Cllr Cook added: “This is a sensible and cost effective use of the council’s property portfolio. It means we can provide much needed new homes for Londoners plus a modern new library without having to raise council tax.
“At a time when many councils in London and elsewhere are closing down libraries and curtailing library services to save money we are looking to expand and improve our provision to give our residents a bigger and better Northcote library that’s fit for the 21st century.”
The current library building’s flaws include restricted access to its first floor children’s library, no room to safely and securely store buggies, no space to provide computer access on the ground floor, obsolete and inflexible shelving which does not make the best use of the available space, the building is poorly ventilated and lacking natural light and inadequate toilet and baby changing facilities.
The new residential accommodation will be car free as the area already boasts good transport links. This means people who move into these properties will not be eligible to buy parking permits so as not to add pressure on existing parking provision.
Information leaflets outlining the proposals are to be distributed throughout the area and there will be information boards installed at Northcote Library until Sunday, March 5.
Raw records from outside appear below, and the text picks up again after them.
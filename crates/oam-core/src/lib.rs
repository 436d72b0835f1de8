//! oam-core: Shared asset types, configuration, and error handling for the OAM analysis tools.
//!
//! This crate provides the foundational types used across all OAM components:
//! - Asset kinds (FQDN, IPAddress, Netblock, etc.) as stored by the discovery engine
//! - Asset records and relations with their store identifiers and timestamps
//! - Root-domain scope matching
//! - Configuration management
//! - Common error types

pub mod config;
pub mod error;
pub mod scope;
pub mod types;

pub use error::OamError;
pub use types::{Asset, AssetId, AssetKind, AssetRecord, Relation, RelationId};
Drop-in sessions are also being held at the library giving local residents the chance to ask questions face-to-face. These sessions will be held on the following date and times
- Thursday, February 9 between 5pm and 8pm
- Saturday, February 11 from 10am to 2pm
- Wednesday, February 22, 5pm to 8pm
- Saturday, February 25 between 10am and 2pm.
Residents who cannot attend these drop-in sessions can call (020) 7566 6463 to find out more or email email@example.com. Information is also available at http://www.northcotelibrary.co.uk/.
* The popularity of Wandsworth’s library service – and the need to keep pace with the needs of local residents – was highlighted by recent figures which showed that last year was another record year for local libraries with the largest number of book issues in the capital.
The figures from public service accountancy body CIPFA show that in 2015/2016, Wandsworth residents were London’s most dedicated library users, borrowing more than 1.4m books.
Service improvements and branch upgrades have been key to this success.
Earlsfield Library has been completely redecorated, Battersea Library has been upgraded and the children’s library at Tooting has been completely refurbished. Work has now started on a brand new Wandsworth Town library while plans are being drawn up to replace another two branches at York Gardens and Roehampton with new state-of-the-art buildings offering a wider range of services.
There has also been investment in new e-resources and software, new systems to help people get the latest books as quickly and easily as possible. Link-ups with other organisations including Citizens Advice Wandsworth have enabled people to access other public services in their local branch.